The field with the seed corn planted and growing in it is a different
commodity and more valuable than the same field unplanted at the same time
of year. Adjustments of this kind are made all the time at real estate
closings, analogous to the adjustment usually made in houses for the amount
of oil in the oil tanks.

>
>Or imagine that goods are hauled by truck from New York to California. This
>adds value to the goods. In the process, gasoline is used up, destroyed,
>productively consumed. So much is used up that the driver must stop several
>times along the road and refuel. How can you call the used-up gasoline a
>still-existing stock? Where is it? For what price could the trucking firm
>re-sell the burnt-up gasoline?

Again, the goods moved to Indianopolis are worth more than they were in New
York, though less than they would be in L.A. So the value of the gasoline
(not, obviously, the gasoline itself) is a still-existing asset on the
balance sheet of the company.

>
>(In any case, the valuation of assets is irrelevant.
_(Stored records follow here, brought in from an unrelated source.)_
//! The operations a firmware-update front end needs, over one flash device.
//!
//! [UpdateService] owns the flash and everything that keeps state about it: the record store,
//! the slot eraser and the streaming writer. A typical update goes
//! [erase](UpdateService::erase_image_region) → [begin](UpdateService::begin_image_write) →
//! [chunks](UpdateService::write_image_chunk) → [verify](UpdateService::verify_image_crc) →
//! [update_persistent_state](UpdateService::update_persistent_state).

use crate::config::FlashMap;
use crate::erase::{EraseError, EraseState, RegionEraser};
use crate::flash::Flash;
use crate::record::{BootRecord, ImageId, PersistentState};
use crate::store::{InitReport, RecordStore, StoreError, StoreState};
use crate::verify::{verify_image, VerifyError};
use crate::writer::{StreamWriter, WriteError};

use std::fmt;

use thiserror::Error;

#[derive(Debug, Error)]
pub enum UpdateError {
    #[error(transparent)]
    Store(#[from] StoreError),

    #[error(transparent)]
    Write(#[from] WriteError),

    #[error(transparent)]
    Verify(#[from] VerifyError),

    #[error(transparent)]
    Erase(#[from] EraseError),

    #[error("image {0} must be erased before it is written")]
    SlotNotErased(ImageId),

    #[error("image {image} would grow to {size:#x} bytes, the slot holds {max:#x}")]
    ImageTooLarge { image: ImageId, size: u64, max: u32 },

    #[error("flash map does not fit the device")]
    InvalidMap(#[source] anyhow::Error),
}

/// A snapshot of what the boot ROM will see
#[derive(Debug, Copy, Clone, Eq, PartialEq)]
pub struct BootStatus {
    pub state: PersistentState,
    pub store_state: StoreState,
}

impl fmt::Display for BootStatus {
    fn fmt(&self, f: &mut fmt::Formatter<'_>) -> fmt::Result {
        write!(f, "{} (records {:?})", self.state, self.store_state)
    }
}

/// The image currently being streamed in
#[derive(Debug, Copy, Clone)]
struct WriteTarget {
    image: ImageId,
    offset: u32,
}

#[derive(Debug)]
pub struct UpdateService<F: Flash> {
    flash: F,
    store: RecordStore,
    eraser: RegionEraser,
    writer: StreamWriter,
    target: Option<WriteTarget>,
}

impl<F: Flash> UpdateService<F> {
    /// Take over `flash`, bringing the boot record store up (and repairing it if need be)
    pub fn start(mut flash: F, map: FlashMap) -> Result<(Self, InitReport), UpdateError> {
        map.check(flash.geometry()).map_err(UpdateError::InvalidMap)?;

        let (store, report) = RecordStore::initialize(&mut flash, map);
        let service = Self {
            flash,
            store,
            eraser: RegionEraser::new(),
            writer: StreamWriter::new(),
            target: None,
        };
        Ok((service, report))
    }

    pub fn record(&self) -> &BootRecord {
        self.store.current()
    }

    pub fn store_state(&self) -> StoreState {
        self.store.state()
    }

    pub fn requested_boot_image(&self) -> ImageId {
        self.record().state.requested_image
    }

    /// Flash offset of an image slot, as the current record has it
    pub fn image_offset(&self, image: ImageId) -> u32 {
        self.record().image_offset(image)
    }

    pub fn boot_status(&self) -> BootStatus {
        BootStatus {
            state: self.record().state,
            store_state: self.store.state(),
        }
    }

    pub fn update_persistent_state(
        &mut self,
        image_a_bootable: bool,
        image_b_bootable: bool,
        requested_image: ImageId,
    ) -> Result<(), UpdateError> {
        self.store.update_persistent_state(
            &mut self.flash,
            image_a_bootable,
            image_b_bootable,
            requested_image,
        )?;
        Ok(())
    }

    /// Start (or keep going with) an erase of `image`, to be driven by [Self::erase_step]
    pub fn request_erase(&mut self, image: ImageId) -> Result<(), UpdateError> {
        if matches!(self.target, Some(target) if target.image == image) {
            log::warn!("erasing image {image} while it is being written");
            self.writer.abort();
            self.target = None;
        }

        let offset = self.image_offset(image);
        let size = self.store.map().max_image_size;
        self.eraser.request(image, offset, size, self.flash.geometry())?;
        Ok(())
    }

    /// Erase one more sector of the slot requested with [Self::request_erase]
    pub fn erase_step(&mut self) -> Result<EraseState, UpdateError> {
        Ok(self.eraser.step(&mut self.flash)?)
    }

    pub fn erase_progress(&self) -> u8 {
        self.eraser.progress_percent()
    }

    /// Erase a whole image slot before returning
    pub fn erase_image_region(&mut self, image: ImageId) -> Result<(), UpdateError> {
        self.request_erase(image)?;
        self.eraser.run_to_completion(&mut self.flash)?;
        Ok(())
    }

    /// Start streaming a new image into a freshly erased slot
    pub fn begin_image_write(&mut self, image: ImageId) -> Result<(), UpdateError> {
        if !self.eraser.take_erased(image) {
            return Err(UpdateError::SlotNotErased(image));
        }

        let offset = self.image_offset(image);
        log::info!("writing image {image} at {offset:#x}");
        self.writer.begin(offset);
        self.target = Some(WriteTarget { image, offset });
        Ok(())
    }

    /// Append the next chunk of the image being written
    pub fn write_image_chunk(&mut self, bytes: &[u8], is_final: bool) -> Result<(), UpdateError> {
        let (Some(target), Some(next)) = (self.target, self.writer.next_offset()) else {
            return Err(WriteError::NoSession.into());
        };
        self.write_image_chunk_at(next - target.offset, bytes, is_final)
    }

    /// Like [Self::write_image_chunk], for callers that track the position themselves. The
    /// position still has to be where the previous chunk ended.
    pub fn write_image_chunk_at(
        &mut self,
        offset_in_image: u32,
        bytes: &[u8],
        is_final: bool,
    ) -> Result<(), UpdateError> {
        let Some(target) = self.target else {
            return Err(WriteError::NoSession.into());
        };

        let max = self.store.map().max_image_size;
        let size = u64::from(offset_in_image) + bytes.len() as u64;
        if size > u64::from(max) {
            self.writer.abort();
            self.target = None;
            return Err(UpdateError::ImageTooLarge {
                image: target.image,
                size,
                max,
            });
        }

        let result = self.writer.write(
            &mut self.flash,
            target.offset + offset_in_image,
            bytes,
            is_final,
        );
        if !self.writer.is_active() {
            self.target = None;
        }
        if let Err(error) = &result {
            log::error!("writing image {}: {error}", target.image);
        } else if is_final {
            log::info!(
                "image {} written, {} bytes",
                target.image,
                self.writer.written()
            );
        }

        result.map_err(UpdateError::from)
    }

    /// Check the first `length` bytes of `image` against `expected_crc32`
    pub fn verify_image_crc(
        &self,
        image: ImageId,
        length: u32,
        expected_crc32: u32,
    ) -> Result<(), UpdateError> {
        verify_image(&self.flash, self.record(), image, length, expected_crc32)?;
        Ok(())
    }

    pub fn flash(&self) -> &F {
        &self.flash
    }

    /// Give the flash back
    pub fn into_flash(self) -> F {
        self.flash
    }
}

#[cfg(test)]
mod test {
    use super::*;

    use crate::checksum::crc32;
    use crate::config::TEST_MAP;
    use crate::flash::{SimFlash, TEST_GEOMETRY};
    use crate::store::InitOutcome;

    fn service() -> UpdateService<SimFlash> {
        let (service, report) =
            UpdateService::start(SimFlash::new(TEST_GEOMETRY), TEST_MAP).unwrap();
        assert!(report.is_cold_start());
        service
    }

    #[test]
    fn test_end_to_end() -> anyhow::Result<()> {
        let mut service = service();
        let payload: Vec<u8> = (0..10_000u32).map(|i| (i ^ (i >> 7)) as u8).collect();
        let crc = crc32(&payload);

        service.erase_image_region(ImageId::B)?;
        service.begin_image_write(ImageId::B)?;
        service.write_image_chunk(&payload[..3000], false)?;
        service.write_image_chunk(&payload[3000..7321], false)?;
        service.write_image_chunk(&payload[7321..], true)?;

        let mut stored = vec![0u8; payload.len()];
        service
            .flash()
            .read(service.image_offset(ImageId::B), &mut stored)?;
        assert_eq!(stored, payload);

        service.verify_image_crc(ImageId::B, 10_000, crc)?;
        match service.verify_image_crc(ImageId::B, 10_000, crc ^ 0x8000_0000) {
            Err(UpdateError::Verify(VerifyError::ChecksumMismatch { computed, expected })) => {
                assert_eq!(computed, crc);
                assert_eq!(expected, crc ^ 0x8000_0000);
            }
            other => panic!("unexpected result {other:?}"),
        }

        service.update_persistent_state(true, true, ImageId::B)?;
        assert_eq!(service.requested_boot_image(), ImageId::B);

        // Survives a restart
        let (service, report) = UpdateService::start(service.into_flash(), TEST_MAP)?;
        assert_eq!(report.outcome, InitOutcome::Consistent);
        assert_eq!(service.requested_boot_image(), ImageId::B);
        assert_eq!(service.boot_status().store_state, StoreState::Consistent);

        Ok(())
    }

    #[test]
    fn test_write_needs_erase() -> anyhow::Result<()> {
        let mut service = service();

        assert!(matches!(
            service.begin_image_write(ImageId::A),
            Err(UpdateError::SlotNotErased(ImageId::A))
        ));
        assert!(matches!(
            service.write_image_chunk(&[0; 16], true),
            Err(UpdateError::Write(WriteError::NoSession))
        ));

        service.erase_image_region(ImageId::A)?;
        assert!(matches!(
            service.begin_image_write(ImageId::B),
            Err(UpdateError::SlotNotErased(ImageId::B))
        ));
        service.begin_image_write(ImageId::A)?;
        service.write_image_chunk(&[0x42; 300], true)?;

        // One erase, one image
        assert!(matches!(
            service.begin_image_write(ImageId::A),
            Err(UpdateError::SlotNotErased(ImageId::A))
        ));

        Ok(())
    }

    #[test]
    fn test_stepwise_erase() -> anyhow::Result<()> {
        let mut service = service();

        service.request_erase(ImageId::A)?;
        let mut steps = 0;
        while let EraseState::InProgress { .. } = service.erase_step()? {
            steps += 1;
            assert!(service.erase_progress() < 100);
        }
        assert_eq!(steps + 1, TEST_MAP.max_image_size / TEST_GEOMETRY.sector_size);
        assert_eq!(service.erase_progress(), 100);

        service.begin_image_write(ImageId::A)?;
        Ok(())
    }

    #[test]
    fn test_image_too_large() -> anyhow::Result<()> {
        let mut service = service();
        let max = TEST_MAP.max_image_size as usize;

        service.erase_image_region(ImageId::A)?;
        service.begin_image_write(ImageId::A)?;
        service.write_image_chunk(&vec![0x11; max - 10], false)?;
        assert!(matches!(
            service.write_image_chunk(&[0x22; 11], true),
            Err(UpdateError::ImageTooLarge {
                image: ImageId::A,
                size: 0x10001,
                ..
            })
        ));
        assert!(matches!(
            service.write_image_chunk(&[0x22; 10], true),
            Err(UpdateError::Write(WriteError::NoSession))
        ));

        Ok(())
    }

    #[test]
    fn test_positioned_chunks() -> anyhow::Result<()> {
        let mut service = service();

        service.erase_image_region(ImageId::B)?;
        service.begin_image_write(ImageId::B)?;
        service.write_image_chunk_at(0, &[1; 100], false)?;
        assert!(matches!(
            service.write_image_chunk_at(150, &[2; 50], true),
            Err(UpdateError::Write(WriteError::ContiguityViolation { .. }))
        ));

        Ok(())
    }

    #[test]
    fn test_bad_map() {
        let map = FlashMap {
            primary_offset: 0x800,
            ..TEST_MAP
        };
        assert!(matches!(
            UpdateService::start(SimFlash::new(TEST_GEOMETRY), map),
            Err(UpdateError::InvalidMap(_))
        ));
    }
}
The basic simultaneist
>error is to confuse the sum of value invested with the valuation of the
>material components acquired by means of that investment. *This* is why Marx
>says that the constancy of constant capital -- the mere re-appearance of the
>*capital advanced* for means of production -- "by no means excludes the
>possibility of a change of value in its elements." He uses the word
>"elements" here and elsewhere to refer to the material components acquired.
>In other words, though the *constant capital*, the sum of value laid out on
>means of production, is necessarily constant, the value of the material
>elements can change. The constancy of the constant capital does not exclude
>the possibility of a revaluation of means of production BECAUSE THE VALUE OF
>CONSTANT CAPITAL IS NOT THE PRICE OR VALUE OF THE MEANS OF PRODUCTION. It is
>the sum of value advanced for means of production.)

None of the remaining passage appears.